USA : trattamento in carcere a nemici combattenti finira' in tribunale
di Rico Guillermo*

Il trattamento dei detenuti a Guantanamo e nelle altre carceri USA sta per essere passato al vaglio di un tribunale degli Stati Uniti, precisamente a Miami, in Florida, dove e' in corso il processo a José Padilla, accusato di collegamento con una cellula terroristica internazionale. Internato come "nemico combattente" in una prigione di Charleston, nella Carolina del Sud, il suo processo e' cominciato il 22 febbraio.

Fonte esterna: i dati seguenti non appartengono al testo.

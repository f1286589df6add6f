use std::path::PathBuf;

use serde_json::Value;
use url::Url;

use crate::http::HttpClient;
use crate::layout::Layout;
use crate::metrics;

/// Substring that marks a string value as a candidate asset reference, per
/// the upstream's own asset host naming.
const ASSET_HOST: &str = "invisionapp.com";

/// Depth-first, bottom-up rewrite of an upstream JSON payload: every string
/// field pointing at an asset on `ASSET_HOST` is downloaded (if not already
/// present) and replaced with the file's local path, rooted at `/`.
///
/// Rebuilds the tree from the leaves up rather than mutating in place, so
/// there is no aliasing hazard while a node's own children are still being
/// rewritten underneath it.
pub async fn localise(
    client: &HttpClient,
    layout: &Layout,
    value: Value,
    project_id: &str,
    screen_id: Option<&str>,
) -> Value {
    match value {
        Value::Object(map) => {
            let mut out = serde_json::Map::with_capacity(map.len());
            for (key, child) in map {
                let rewritten = if let Value::String(ref s) = child {
                    match rewrite_asset(client, layout, s, project_id, screen_id).await {
                        Some(local_path) => Value::String(local_path),
                        None => child,
                    }
                } else {
                    Box::pin(localise(client, layout, child, project_id, screen_id)).await
                };
                out.insert(key, rewritten);
            }
            Value::Object(out)
        }
        Value::Array(items) => {
            let mut out = Vec::with_capacity(items.len());
            for item in items {
                out.push(Box::pin(localise(client, layout, item, project_id, screen_id)).await);
            }
            Value::Array(out)
        }
        other => other,
    }
}

/// Returns `Some(local_path)` if `candidate` is an asset reference and the
/// destination file is present on disk (downloaded just now, or already
/// mirrored from a previous run). Returns `None` for any non-asset string,
/// leaving the original value untouched.
async fn rewrite_asset(
    client: &HttpClient,
    layout: &Layout,
    candidate: &str,
    project_id: &str,
    screen_id: Option<&str>,
) -> Option<String> {
    if !candidate.contains(ASSET_HOST) {
        return None;
    }
    let mut url = Url::parse(candidate).ok()?;
    if url.host_str().is_none() || url.scheme().is_empty() {
        return None;
    }
    url.set_query(None);

    let path_after_host = url.path().trim_start_matches('/');
    let (dir_name, file_name) = match path_after_host.rsplit_once('/') {
        Some((dir, file)) => (dir, file),
        None => ("", path_after_host),
    };
    if file_name.is_empty() {
        return None;
    }

    let destination = classify(layout, dir_name, file_name, project_id, screen_id);

    if !destination.exists() {
        let bytes = client.get_bytes(candidate).await;
        let Some(bytes) = bytes else {
            metrics::record_asset(false);
            return None;
        };
        if let Err(err) = layout.write_bytes(&destination, &bytes) {
            tracing::error!(error = %err, path = %destination.display(), "failed to write asset");
            return None;
        }
        metrics::record_asset(true);
    } else {
        metrics::record_asset(false);
    }

    let relative = destination.strip_prefix(layout.docs_root()).ok()?;
    Some(format!("/{}", relative.display()))
}

fn classify(
    layout: &Layout,
    dir_name: &str,
    file_name: &str,
    project_id: &str,
    screen_id: Option<&str>,
) -> PathBuf {
    if dir_name.contains("avatars") {
        return layout.avatars_dir().join(file_name);
    }

    if dir_name.contains("versions/files") {
        let sid = screen_id.unwrap_or_default();
        return layout.versions_dir(project_id, sid).join(file_name);
    }

    if dir_name.contains("screens/thumbnails") || dir_name.contains("screens/files") {
        let (stem, ext) = match file_name.rsplit_once('.') {
            Some((stem, ext)) => (stem, ext),
            None => (file_name, ""),
        };
        let kind = if dir_name.contains("thumbnails") {
            "thumbnail"
        } else {
            "image"
        };
        let name = if ext.is_empty() {
            kind.to_string()
        } else {
            format!("{kind}.{ext}")
        };
        return layout.screen_dir(project_id, stem).join(name);
    }

    layout.project_assets_dir(project_id, dir_name).join(file_name)
}

#[cfg(test)]
mod tests {
    use super::*;

    #[test]
    fn classify_avatar() {
        let layout = Layout::new("/docs");
        let path = classify(&layout, "d3rdcoxmfv6hy9.cloudfront.net/avatars", "a.png", "p1", None);
        assert_eq!(path, layout.avatars_dir().join("a.png"));
    }

    #[test]
    fn classify_thumbnail_normalises_name() {
        let layout = Layout::new("/docs");
        let path = classify(&layout, "screens/thumbnails", "abc123.png", "p1", None);
        assert_eq!(path, layout.screen_dir("p1", "abc123").join("thumbnail.png"));
    }

    #[test]
    fn classify_screen_file_normalises_name() {
        let layout = Layout::new("/docs");
        let path = classify(&layout, "screens/files", "abc123.jpg", "p1", None);
        assert_eq!(path, layout.screen_dir("p1", "abc123").join("image.jpg"));
    }

    #[test]
    fn classify_versions_uses_screen_id() {
        let layout = Layout::new("/docs");
        let path = classify(&layout, "versions/files", "v9.png", "p1", Some("s1"));
        assert_eq!(path, layout.versions_dir("p1", "s1").join("v9.png"));
    }

    #[test]
    fn classify_other_falls_back_to_project_assets() {
        let layout = Layout::new("/docs");
        let path = classify(&layout, "misc", "file.bin", "p1", None);
        assert_eq!(path, layout.project_assets_dir("p1", "misc").join("file.bin"));
    }
}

Il problema che hanno sollevato i suoi avvocati e' il comportamento dell'imputato, che oggi teme i suoi difensori e si sente invece protetto dai suoi carcerieri. Questo sarebbe dovuto, dicono, al trattamento ricevuto in carcere, dove e' rimasto per oltre 1300 giorni in una cella piccolissima e in stato di privazione sensoriale, mentre gli interrogatori sono avvenuti invece in presenza di forti suoni e luci. Inoltre gli sarebbe stato iniettato un siero della verita', forse un allucinogeno. Per tali ragioni Padilla non sarebbe in se' e non potrebbe sostenere un processo.

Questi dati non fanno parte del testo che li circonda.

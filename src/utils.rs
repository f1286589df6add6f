use xitca_web::{
    WebContext,
    error::{Error, MatchError},
    handler::{Responder, html::Html},
    http::{StatusCode, WebResponse},
    service::Service,
};

/// Middleware function that intercepts handler errors and actively generates
/// the HTTP response, rather than letting xitca-web's default formatting run.
pub async fn error_handler<S, C>(s: &S, mut ctx: WebContext<'_, C>) -> Result<WebResponse, Error>
where
    S: for<'r> Service<WebContext<'r, C>, Response = WebResponse, Error = Error>,
{
    match s.call(ctx.reborrow()).await {
        Ok(res) => Ok(res),
        Err(e) => {
            tracing::debug!("{e:?}");

            if e.upcast().downcast_ref::<MatchError>().is_some() {
                return (Html("<h1>404 Not Found</h1>"), StatusCode::NOT_FOUND)
                    .respond(ctx)
                    .await;
            }

            tracing::error!("{e}");
            Err(e)
        }
    }
}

Il procuratore ha dichiarato invece di ritenere che Padilla sia perfettamente consapevole e che non importa cosa gli e' accaduto in carcere, perche' non e' questo l'oggetto del processo. Ma non la pensa cosi' il giudice Marcia Cooke, secondo la quale e' invece rilevante cosa sia accaduto all'imputato in prigione e come questo abbia influito sul suo stato mentale attuale. Il giudice ha percio' richiesto la testimonianza in udienza di vari impiegati della prigione. Fra gli interrogativi c'e' come sia possibile che un uomo accusato di essere coinvolto in progetti antigovernativi si comporto ora "come una parte della mobilia".

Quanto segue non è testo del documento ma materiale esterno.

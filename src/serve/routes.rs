use std::time::Instant;

use serde_json::{Value, json};
use xitca_web::handler::json::Json;
use xitca_web::handler::params::Params;
use xitca_web::handler::state::StateRef;

use crate::config::RunOption;
use crate::error::ServeError;
use crate::metrics;

use super::state::ServeState;

pub async fn live() -> &'static str {
    "OK"
}

pub async fn list_projects(StateRef(state): StateRef<'_, ServeState>) -> Json<Value> {
    let start = Instant::now();
    let index = state.index.load();
    let tags = state.layout.read_json(&state.layout.tags_json());
    let body = json!({ "projects": index.projects, "tags": tags });
    metrics::record_request("GET", "/projects", 200, start.elapsed());
    Json(body)
}

pub async fn get_project(
    Params(project_id): Params<String>,
    StateRef(state): StateRef<'_, ServeState>,
) -> Result<Json<Value>, ServeError> {
    let start = Instant::now();
    let path = state.layout.project_json(&project_id);
    let value = state
        .layout
        .read_json(&path)
        .ok_or_else(|| ServeError::ProjectNotFound(project_id.clone()))?;
    metrics::record_request("GET", "/projects/:pid", 200, start.elapsed());
    Ok(Json(value))
}

pub async fn get_project_screens(
    Params(project_id): Params<String>,
    StateRef(state): StateRef<'_, ServeState>,
) -> Result<Json<Value>, ServeError> {
    let start = Instant::now();
    let path = state.layout.screens_json(&project_id);
    let value = state
        .layout
        .read_json(&path)
        .ok_or_else(|| ServeError::ProjectNotFound(project_id.clone()))?;
    metrics::record_request("GET", "/projects/:pid/screens", 200, start.elapsed());
    Ok(Json(value))
}

pub async fn get_screen(
    Params((project_id, screen_id)): Params<(String, String)>,
    StateRef(state): StateRef<'_, ServeState>,
) -> Result<Json<Value>, ServeError> {
    let start = Instant::now();
    let path = state.layout.screen_json(&project_id, &screen_id);
    let mut value = state
        .layout
        .read_json(&path)
        .ok_or_else(|| ServeError::ScreenNotFound(screen_id.clone()))?;

    if let Some(inspect) = state
        .layout
        .read_json(&state.layout.inspect_json(&project_id, &screen_id))
    {
        if let Some(obj) = value.as_object_mut() {
            obj.insert("inspect".to_string(), inspect);
        }
    }
    if let Some(history) = state
        .layout
        .read_json(&state.layout.history_json(&project_id, &screen_id))
    {
        if let Some(obj) = value.as_object_mut() {
            obj.insert("history".to_string(), history);
        }
    }

    metrics::record_request("GET", "/projects/:pid/screens/:sid", 200, start.elapsed());
    Ok(Json(value))
}

pub async fn metrics_handler(StateRef(state): StateRef<'_, ServeState>) -> String {
    state.metrics_handle.render()
}

/// Triggers an Orchestrator run in the background, guarded by a single-flight
/// async mutex so a `/scrape` call arriving mid-run returns immediately
/// instead of queueing behind it.
pub async fn scrape(StateRef(state): StateRef<'_, ServeState>) -> Result<Json<Value>, ServeError> {
    run_scrape(state, None).await
}

pub async fn scrape_with_option(
    Params(option): Params<String>,
    StateRef(state): StateRef<'_, ServeState>,
) -> Result<Json<Value>, ServeError> {
    let option = match option.as_str() {
        "overwrite" => RunOption::Overwrite,
        "update" => RunOption::Update,
        other => {
            return Err(ServeError::BadRequest(format!(
                "unknown scrape option '{other}'"
            )));
        }
    };
    run_scrape(state, Some(option)).await
}

async fn run_scrape(state: &ServeState, option: Option<RunOption>) -> Result<Json<Value>, ServeError> {
    let Some(mirror_config) = state.mirror_config(option) else {
        return Err(ServeError::BadRequest(
            "serving layer was started without INVISION_EMAIL/INVISION_PASSWORD".to_string(),
        ));
    };

    let lock = state.run_lock.clone();
    let Ok(guard) = lock.try_lock_owned() else {
        return Err(ServeError::RunInProgress);
    };

    let orchestrator = state
        .new_orchestrator()
        .map_err(|err| ServeError::ArchiveUnreadable(err.to_string()))?;
    let state_handle = state.handle();

    tokio::spawn(async move {
        let _guard = guard;
        match orchestrator.run(&mirror_config).await {
            Ok(summary) => {
                tracing::info!(
                    successful = summary.successful,
                    ignored = summary.ignored,
                    failed = summary.failed,
                    "triggered scrape run finished"
                );
                state_handle.refresh_index();
            }
            Err(err) => {
                tracing::error!(error = %err, "triggered scrape run failed");
            }
        }
    });

    Ok(Json(json!({ "message": "scrape started" })))
}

Ma di fatto - nota in un editoriale Naomi Klein, giornalista ed attivista canadese nota per il saggio "No Logo" - il processo assume molta maggiore importanza, poiche' coinvolge i metodi adottati con i prigionieri di Guantanamo e le pratiche documentate in decine di casi di extraordinary rendition della CIA, cosi' come nelle prigioni in Iraq e in Afghanistan.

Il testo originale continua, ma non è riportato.